→ **Task requirements**
Go through the listing and return every line with "that" in it.

╭─ Extracted information

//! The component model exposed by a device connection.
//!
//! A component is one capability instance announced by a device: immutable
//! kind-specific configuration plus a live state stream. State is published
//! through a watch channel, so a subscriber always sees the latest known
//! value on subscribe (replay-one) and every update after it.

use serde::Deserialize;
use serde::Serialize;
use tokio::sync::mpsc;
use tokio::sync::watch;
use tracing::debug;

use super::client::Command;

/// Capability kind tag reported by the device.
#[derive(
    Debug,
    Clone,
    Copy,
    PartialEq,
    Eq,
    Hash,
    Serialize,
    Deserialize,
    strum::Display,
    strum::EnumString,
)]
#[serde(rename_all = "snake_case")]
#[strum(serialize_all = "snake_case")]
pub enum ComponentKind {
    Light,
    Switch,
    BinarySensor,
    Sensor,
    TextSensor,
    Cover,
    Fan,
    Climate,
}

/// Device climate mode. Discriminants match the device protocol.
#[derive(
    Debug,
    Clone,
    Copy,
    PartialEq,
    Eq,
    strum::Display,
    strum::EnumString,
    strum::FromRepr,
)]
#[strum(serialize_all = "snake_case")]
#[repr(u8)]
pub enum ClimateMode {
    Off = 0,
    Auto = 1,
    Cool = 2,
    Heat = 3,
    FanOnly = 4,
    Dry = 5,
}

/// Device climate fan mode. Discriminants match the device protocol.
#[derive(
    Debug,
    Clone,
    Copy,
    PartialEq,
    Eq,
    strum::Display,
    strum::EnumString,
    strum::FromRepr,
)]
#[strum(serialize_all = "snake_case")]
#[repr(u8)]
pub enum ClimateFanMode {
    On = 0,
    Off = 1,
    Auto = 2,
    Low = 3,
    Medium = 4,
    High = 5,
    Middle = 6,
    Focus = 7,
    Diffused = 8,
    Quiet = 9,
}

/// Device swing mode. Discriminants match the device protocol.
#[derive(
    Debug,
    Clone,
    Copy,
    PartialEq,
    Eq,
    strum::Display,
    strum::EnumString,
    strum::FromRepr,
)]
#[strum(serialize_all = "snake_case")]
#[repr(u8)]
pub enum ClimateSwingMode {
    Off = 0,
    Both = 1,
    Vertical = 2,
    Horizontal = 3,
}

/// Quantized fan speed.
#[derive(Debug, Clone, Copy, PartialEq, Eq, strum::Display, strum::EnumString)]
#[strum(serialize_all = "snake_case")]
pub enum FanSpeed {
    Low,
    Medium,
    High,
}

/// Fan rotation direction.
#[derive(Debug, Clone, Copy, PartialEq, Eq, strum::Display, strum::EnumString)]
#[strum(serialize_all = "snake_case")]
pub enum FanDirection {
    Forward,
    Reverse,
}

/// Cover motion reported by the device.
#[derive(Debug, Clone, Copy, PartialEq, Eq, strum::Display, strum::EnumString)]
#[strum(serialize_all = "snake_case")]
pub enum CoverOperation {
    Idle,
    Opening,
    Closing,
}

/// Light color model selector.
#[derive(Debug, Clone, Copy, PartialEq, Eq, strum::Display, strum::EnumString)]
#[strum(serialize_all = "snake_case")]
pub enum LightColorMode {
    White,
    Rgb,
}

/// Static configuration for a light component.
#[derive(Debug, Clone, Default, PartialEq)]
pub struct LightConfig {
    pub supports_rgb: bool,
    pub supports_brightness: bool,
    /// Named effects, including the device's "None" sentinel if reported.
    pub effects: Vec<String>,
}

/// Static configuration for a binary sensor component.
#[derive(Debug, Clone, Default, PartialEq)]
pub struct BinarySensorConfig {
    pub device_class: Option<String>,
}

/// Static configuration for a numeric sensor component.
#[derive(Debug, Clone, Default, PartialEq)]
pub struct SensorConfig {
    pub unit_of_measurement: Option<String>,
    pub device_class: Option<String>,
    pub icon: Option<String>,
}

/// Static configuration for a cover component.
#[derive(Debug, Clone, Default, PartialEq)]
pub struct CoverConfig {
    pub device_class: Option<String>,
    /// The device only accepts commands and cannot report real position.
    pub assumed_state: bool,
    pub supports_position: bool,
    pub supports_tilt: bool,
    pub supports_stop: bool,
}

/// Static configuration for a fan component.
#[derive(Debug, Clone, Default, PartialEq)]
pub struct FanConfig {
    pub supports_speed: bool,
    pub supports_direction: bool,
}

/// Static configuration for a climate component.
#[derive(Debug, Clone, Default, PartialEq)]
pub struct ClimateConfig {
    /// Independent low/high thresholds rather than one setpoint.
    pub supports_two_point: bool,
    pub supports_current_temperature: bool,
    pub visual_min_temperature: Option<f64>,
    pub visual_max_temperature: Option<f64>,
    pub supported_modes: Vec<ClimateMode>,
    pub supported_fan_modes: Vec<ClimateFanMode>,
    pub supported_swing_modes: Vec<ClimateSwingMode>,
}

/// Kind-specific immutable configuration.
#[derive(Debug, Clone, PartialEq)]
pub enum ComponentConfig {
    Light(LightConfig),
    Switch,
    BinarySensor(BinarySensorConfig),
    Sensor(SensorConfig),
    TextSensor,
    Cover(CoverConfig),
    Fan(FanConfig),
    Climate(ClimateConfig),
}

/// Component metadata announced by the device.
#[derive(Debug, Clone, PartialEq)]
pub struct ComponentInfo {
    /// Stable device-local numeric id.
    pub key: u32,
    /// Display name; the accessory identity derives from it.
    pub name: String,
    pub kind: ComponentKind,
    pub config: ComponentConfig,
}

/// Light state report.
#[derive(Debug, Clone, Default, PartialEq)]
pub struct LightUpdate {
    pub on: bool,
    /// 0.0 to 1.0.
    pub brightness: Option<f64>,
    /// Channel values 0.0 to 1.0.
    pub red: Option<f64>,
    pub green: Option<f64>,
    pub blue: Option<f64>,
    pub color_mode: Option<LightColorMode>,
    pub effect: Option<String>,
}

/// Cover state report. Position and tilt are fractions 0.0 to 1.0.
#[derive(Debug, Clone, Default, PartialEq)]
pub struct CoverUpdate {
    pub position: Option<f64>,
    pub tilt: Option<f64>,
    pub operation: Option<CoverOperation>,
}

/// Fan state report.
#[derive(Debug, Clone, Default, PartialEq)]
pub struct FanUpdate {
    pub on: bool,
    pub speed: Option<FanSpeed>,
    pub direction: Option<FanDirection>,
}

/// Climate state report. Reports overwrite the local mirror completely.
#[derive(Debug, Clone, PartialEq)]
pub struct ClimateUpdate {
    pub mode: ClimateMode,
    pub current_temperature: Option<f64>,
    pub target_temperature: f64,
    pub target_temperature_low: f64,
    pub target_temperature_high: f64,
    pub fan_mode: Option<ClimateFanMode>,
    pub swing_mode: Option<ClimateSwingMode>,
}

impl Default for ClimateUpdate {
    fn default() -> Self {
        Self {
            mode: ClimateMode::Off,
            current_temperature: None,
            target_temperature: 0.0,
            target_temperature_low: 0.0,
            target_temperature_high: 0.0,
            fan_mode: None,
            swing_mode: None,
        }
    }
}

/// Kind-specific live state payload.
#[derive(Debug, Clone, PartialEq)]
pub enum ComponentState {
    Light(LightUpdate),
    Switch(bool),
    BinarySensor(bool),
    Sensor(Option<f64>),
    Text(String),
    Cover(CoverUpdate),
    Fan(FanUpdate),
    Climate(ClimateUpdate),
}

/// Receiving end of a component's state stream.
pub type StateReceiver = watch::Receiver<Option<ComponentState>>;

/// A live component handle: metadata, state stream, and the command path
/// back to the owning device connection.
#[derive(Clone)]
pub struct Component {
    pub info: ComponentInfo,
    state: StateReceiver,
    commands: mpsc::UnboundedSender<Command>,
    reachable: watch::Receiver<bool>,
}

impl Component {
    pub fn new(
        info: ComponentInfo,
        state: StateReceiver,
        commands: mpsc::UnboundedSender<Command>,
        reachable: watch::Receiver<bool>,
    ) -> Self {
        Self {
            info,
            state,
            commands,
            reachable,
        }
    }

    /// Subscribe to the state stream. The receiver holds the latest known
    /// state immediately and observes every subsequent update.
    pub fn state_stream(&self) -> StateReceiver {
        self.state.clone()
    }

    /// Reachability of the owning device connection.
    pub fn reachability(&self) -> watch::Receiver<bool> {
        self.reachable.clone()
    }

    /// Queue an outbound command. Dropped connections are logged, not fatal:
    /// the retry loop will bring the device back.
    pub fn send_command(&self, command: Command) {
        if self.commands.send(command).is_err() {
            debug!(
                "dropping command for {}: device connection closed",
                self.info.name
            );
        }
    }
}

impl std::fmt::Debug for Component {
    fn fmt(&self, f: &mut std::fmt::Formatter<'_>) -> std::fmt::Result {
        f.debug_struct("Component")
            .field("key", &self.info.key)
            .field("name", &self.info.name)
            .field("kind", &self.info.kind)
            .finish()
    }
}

╰─
╭─ Extracted information

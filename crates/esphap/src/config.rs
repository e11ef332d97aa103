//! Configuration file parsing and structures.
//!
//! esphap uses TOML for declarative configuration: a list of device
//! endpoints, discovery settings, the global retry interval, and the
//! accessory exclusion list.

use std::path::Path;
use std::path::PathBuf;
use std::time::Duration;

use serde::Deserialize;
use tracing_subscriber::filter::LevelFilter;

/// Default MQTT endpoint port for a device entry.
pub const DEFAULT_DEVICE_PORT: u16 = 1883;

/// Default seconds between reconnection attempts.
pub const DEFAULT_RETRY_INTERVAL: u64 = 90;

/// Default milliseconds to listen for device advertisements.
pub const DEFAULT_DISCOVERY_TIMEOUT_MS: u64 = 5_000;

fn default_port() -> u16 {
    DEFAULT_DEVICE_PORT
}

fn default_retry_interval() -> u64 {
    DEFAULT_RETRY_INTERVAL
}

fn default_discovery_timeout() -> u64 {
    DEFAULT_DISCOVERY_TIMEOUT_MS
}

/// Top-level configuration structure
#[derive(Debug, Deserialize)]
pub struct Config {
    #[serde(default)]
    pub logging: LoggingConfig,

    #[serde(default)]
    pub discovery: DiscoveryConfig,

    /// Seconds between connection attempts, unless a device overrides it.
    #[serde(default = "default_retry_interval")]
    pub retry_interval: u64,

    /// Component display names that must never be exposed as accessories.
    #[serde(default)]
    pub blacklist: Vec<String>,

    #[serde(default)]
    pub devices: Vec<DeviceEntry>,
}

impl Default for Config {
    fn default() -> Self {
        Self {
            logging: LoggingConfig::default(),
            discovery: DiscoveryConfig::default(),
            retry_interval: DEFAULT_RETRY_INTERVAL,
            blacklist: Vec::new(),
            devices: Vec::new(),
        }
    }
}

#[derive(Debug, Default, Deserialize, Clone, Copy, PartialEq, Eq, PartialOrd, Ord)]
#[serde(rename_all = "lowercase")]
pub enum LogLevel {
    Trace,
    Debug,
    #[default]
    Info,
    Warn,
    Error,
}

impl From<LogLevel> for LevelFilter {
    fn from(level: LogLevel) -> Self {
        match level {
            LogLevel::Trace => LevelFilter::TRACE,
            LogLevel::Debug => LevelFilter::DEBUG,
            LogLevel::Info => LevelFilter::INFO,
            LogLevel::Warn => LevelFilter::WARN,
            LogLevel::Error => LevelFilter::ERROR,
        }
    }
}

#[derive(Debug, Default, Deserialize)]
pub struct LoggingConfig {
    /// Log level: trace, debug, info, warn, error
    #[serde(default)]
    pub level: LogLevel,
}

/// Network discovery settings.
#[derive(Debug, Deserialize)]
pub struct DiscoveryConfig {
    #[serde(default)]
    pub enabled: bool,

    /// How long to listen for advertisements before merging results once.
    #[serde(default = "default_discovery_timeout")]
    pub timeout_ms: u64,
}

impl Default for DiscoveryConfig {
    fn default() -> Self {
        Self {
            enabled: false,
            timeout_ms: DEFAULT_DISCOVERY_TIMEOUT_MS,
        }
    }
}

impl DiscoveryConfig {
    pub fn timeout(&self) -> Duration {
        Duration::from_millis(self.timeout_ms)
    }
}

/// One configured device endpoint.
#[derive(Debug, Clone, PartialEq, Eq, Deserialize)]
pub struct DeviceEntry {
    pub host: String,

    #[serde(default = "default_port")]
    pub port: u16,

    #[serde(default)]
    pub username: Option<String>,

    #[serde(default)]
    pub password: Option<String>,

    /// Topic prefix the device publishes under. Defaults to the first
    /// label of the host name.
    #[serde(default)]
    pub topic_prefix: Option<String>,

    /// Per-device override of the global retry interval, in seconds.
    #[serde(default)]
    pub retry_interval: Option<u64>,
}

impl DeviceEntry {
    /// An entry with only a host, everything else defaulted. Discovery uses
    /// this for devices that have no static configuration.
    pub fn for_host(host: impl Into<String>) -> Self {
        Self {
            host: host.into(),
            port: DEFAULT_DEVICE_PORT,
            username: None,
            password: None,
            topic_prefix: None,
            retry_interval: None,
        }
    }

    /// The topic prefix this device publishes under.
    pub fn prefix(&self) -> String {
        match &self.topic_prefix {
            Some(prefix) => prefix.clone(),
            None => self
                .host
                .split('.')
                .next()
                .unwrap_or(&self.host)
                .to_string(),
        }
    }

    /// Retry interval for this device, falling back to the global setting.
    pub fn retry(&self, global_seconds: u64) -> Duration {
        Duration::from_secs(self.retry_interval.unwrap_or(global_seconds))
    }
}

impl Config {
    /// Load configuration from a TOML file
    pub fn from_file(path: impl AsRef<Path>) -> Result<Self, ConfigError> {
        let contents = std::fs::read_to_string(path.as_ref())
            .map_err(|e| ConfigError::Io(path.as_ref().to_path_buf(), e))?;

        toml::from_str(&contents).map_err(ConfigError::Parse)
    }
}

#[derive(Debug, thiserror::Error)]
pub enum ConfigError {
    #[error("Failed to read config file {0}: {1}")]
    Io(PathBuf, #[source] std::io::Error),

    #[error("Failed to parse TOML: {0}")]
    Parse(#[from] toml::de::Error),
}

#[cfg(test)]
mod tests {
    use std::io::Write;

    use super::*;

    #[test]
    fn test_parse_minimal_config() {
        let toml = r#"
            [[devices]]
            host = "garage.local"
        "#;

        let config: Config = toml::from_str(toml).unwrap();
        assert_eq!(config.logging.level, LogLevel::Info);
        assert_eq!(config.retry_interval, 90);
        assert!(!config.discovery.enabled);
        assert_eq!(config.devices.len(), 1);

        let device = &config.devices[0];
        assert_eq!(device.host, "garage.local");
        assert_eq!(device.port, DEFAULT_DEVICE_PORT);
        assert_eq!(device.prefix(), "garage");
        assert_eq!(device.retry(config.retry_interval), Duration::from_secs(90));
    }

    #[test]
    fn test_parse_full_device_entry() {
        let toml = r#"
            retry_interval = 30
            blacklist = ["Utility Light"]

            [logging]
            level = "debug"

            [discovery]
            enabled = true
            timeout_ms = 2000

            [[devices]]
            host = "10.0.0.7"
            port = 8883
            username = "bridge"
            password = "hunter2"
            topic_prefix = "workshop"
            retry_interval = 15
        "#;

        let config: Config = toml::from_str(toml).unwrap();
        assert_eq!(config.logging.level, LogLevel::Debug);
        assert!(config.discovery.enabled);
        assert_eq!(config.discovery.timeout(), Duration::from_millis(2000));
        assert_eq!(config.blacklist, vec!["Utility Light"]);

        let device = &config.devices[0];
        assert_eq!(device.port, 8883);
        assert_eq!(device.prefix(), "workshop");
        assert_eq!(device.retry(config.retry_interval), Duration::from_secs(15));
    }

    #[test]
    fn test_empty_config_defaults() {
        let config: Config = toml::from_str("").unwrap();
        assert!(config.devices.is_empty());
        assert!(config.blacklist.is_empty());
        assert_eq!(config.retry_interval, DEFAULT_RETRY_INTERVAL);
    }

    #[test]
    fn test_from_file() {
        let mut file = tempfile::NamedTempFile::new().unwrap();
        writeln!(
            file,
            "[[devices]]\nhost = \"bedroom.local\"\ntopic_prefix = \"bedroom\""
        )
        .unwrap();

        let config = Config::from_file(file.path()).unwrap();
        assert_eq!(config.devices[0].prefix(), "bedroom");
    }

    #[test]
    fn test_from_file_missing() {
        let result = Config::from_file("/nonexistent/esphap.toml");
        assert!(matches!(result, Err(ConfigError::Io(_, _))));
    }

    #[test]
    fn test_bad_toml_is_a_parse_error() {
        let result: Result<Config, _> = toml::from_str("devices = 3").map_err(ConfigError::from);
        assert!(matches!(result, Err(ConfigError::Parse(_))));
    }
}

╰─

→ **Solution**
    /// Component display names that must never be exposed as accessories.
    /// this for devices that have no static configuration.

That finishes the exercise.